This of course, isn’t everyone’s summer in New York. Portions of the Upper East Side and Park Slope seem to be refuse-free. And while many would find the above description noxious, there is one place in New York that seems to spin all that trash into colored candyfloss every summer: Coney Island.

Coney Island was a place I loved long before I walked its busted boardwalk, jutting upwards like misaligned teeth. It was a place I knew from song, as it has been immortalized in many. It seemed to be a perpetual place of interest for Tom Waits, who recorded a salty version of “Coney Island Baby” for 2002’s Blood Money. The beachside town has achieved an honorable mention in Waits’ “Take It With Me” from the 1999 LP Mule Variations, and it seemed the rakish balladeer perhaps knew the place better than anyone else.

Yet the artistic fascination with Coney Island doesn’t start or stop with Waits. The Ramones bopped about it in “Oh, Oh, I Love Her So” from 1977, singing about going “on the coaster and around again” in the grade C theme park. The only coaster they could mean is the treacherous Cyclone, which has provided thrill-seekers with whiplash since 1927. In the same decade Coney was fetishized by the Ramones, films like Annie Hall and The Warriors tipped their hats as well. While its use in the former merely provides a comical backdrop (Woody Allen’s character grew up in a house beneath the Cyclone, hence his neuroses), the latter catapulted the area into cult status. Where Waits had provided a mood, The Warriors affronted with a forceful visual of dueling gangs in leather vests and headbands.

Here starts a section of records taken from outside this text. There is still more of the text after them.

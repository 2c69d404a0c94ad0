//! CSV loading into typed raw records.
//!
//! Every column is read as text so that one malformed cell cannot change the
//! dtype of a whole column; cells are typed individually afterwards.

use crate::error::{Result, ResultExt};
use crate::types::{RawDataset, RawRecord, SOURCE_COLUMNS};
use crate::utils::parse_numeric_string;
use polars::io::csv::read::{CsvParseOptions, CsvReadOptions};
use polars::prelude::*;
use std::collections::{BTreeSet, HashMap};
use std::io::Cursor;
use tracing::debug;

/// Parse CSV content into raw records.
///
/// Columns outside the export's fixed set are ignored. Absent columns are not an
/// error here; [`normalize`](super::normalize) decides which ones are required.
pub fn load_raw(content: &str) -> Result<RawDataset> {
    let df = read_csv(content)?;
    debug!("CSV parsed: {:?}", df.shape());

    let columns: BTreeSet<String> = df
        .get_column_names()
        .iter()
        .map(|s| s.to_string())
        .filter(|name| SOURCE_COLUMNS.contains(&name.as_str()))
        .collect();

    let mut cells = CellGrid::default();
    for name in &columns {
        cells.insert(name, text_column(&df, name)?);
    }

    let records = (0..df.height()).map(|row| cells.record(row)).collect();

    Ok(RawDataset { records, columns })
}

fn read_csv(content: &str) -> Result<DataFrame> {
    let content = content.strip_prefix('\u{feff}').unwrap_or(content);
    let cursor = Cursor::new(content.as_bytes().to_vec());

    CsvReadOptions::default()
        .with_has_header(true)
        .with_infer_schema_length(Some(0))
        .with_parse_options(CsvParseOptions::default().with_quote_char(Some(b'"')))
        .into_reader_with_file_handle(cursor)
        .finish()
        .context("Failed to parse CSV content")
}

/// Read one column as trimmed text, mapping empty cells to `None`.
fn text_column(df: &DataFrame, name: &str) -> Result<Vec<Option<String>>> {
    let column = df
        .column(name)
        .context(format!("Failed to read column '{name}'"))?;
    let series = column.as_materialized_series();
    let series = if series.dtype() == &DataType::String {
        series.clone()
    } else {
        series.cast(&DataType::String)?
    };

    let values = series
        .str()?
        .into_iter()
        .map(|v| v.map(str::trim).filter(|s| !s.is_empty()).map(str::to_string))
        .collect();
    Ok(values)
}

/// Text cells by column name, row-addressable.
#[derive(Default)]
struct CellGrid {
    columns: HashMap<String, Vec<Option<String>>>,
}

impl CellGrid {
    fn insert(&mut self, name: &str, values: Vec<Option<String>>) {
        self.columns.insert(name.to_string(), values);
    }

    fn text(&self, name: &str, row: usize) -> Option<String> {
        self.columns.get(name)?.get(row)?.clone()
    }

    fn number(&self, name: &str, row: usize) -> Option<f64> {
        let columns = self.columns.get(name)?;
        columns.get(row)?.as_deref().and_then(parse_numeric_string)
    }

    fn record(&self, row: usize) -> RawRecord {
        RawRecord {
            date: self.text("Date", row),
            title: self.text("Title", row),
            distance: self.number("Distance", row),
            calories: self.number("Calories", row),
            time: self.text("Time", row),
            avg_hr: self.number("Avg HR", row),
            max_hr: self.number("Max HR", row),
            avg_run_cadence: self.number("Avg Run Cadence", row),
            max_run_cadence: self.number("Max Run Cadence", row),
            avg_pace: self.text("Avg Pace", row),
            best_pace: self.text("Best Pace", row),
            total_ascent: self.number("Total Ascent", row),
            total_descent: self.number("Total Descent", row),
            avg_stride_length: self.number("Avg Stride Length", row),
            best_lap_time: self.text("Best Lap Time", row),
            moving_time: self.text("Moving Time", row),
            elapsed_time: self.text("Elapsed Time", row),
            min_elevation: self.number("Min Elevation", row),
            max_elevation: self.number("Max Elevation", row),
        }
    }
}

I knew far more about Coney Island than I should have prior to moving to New York. I knew about the Wonder Wheel, and the Freak Show, and Nathan’s Hot Dogs. I knew that it was most likely filled with large women, and men named Frank. But I didn’t fully understand the allure until I first went for myself in 2009. By then I had discovered another “Coney Island Baby,” the classic Lou Reed track off of his 1976 album of the same name.

Something churned within me as I got off the F train that summer…and I realize now that same feeling can be explained by Reed’s lyric:

“Ah, but remember that the city is a funny place/
Something like a circus or a sewer
/And just remember, different people have peculiar tastes”

It was right then that I grasped the elusive beauty of Coney Island: it is an absolute shithole. It appeared that all of the collective enthrallment with the neighborhood was very aware of this fact. What’s more, the contradiction between the dirt and depravity of such a hood and it being a place of magical, family entertainment only seemed to increase the morbid fascination.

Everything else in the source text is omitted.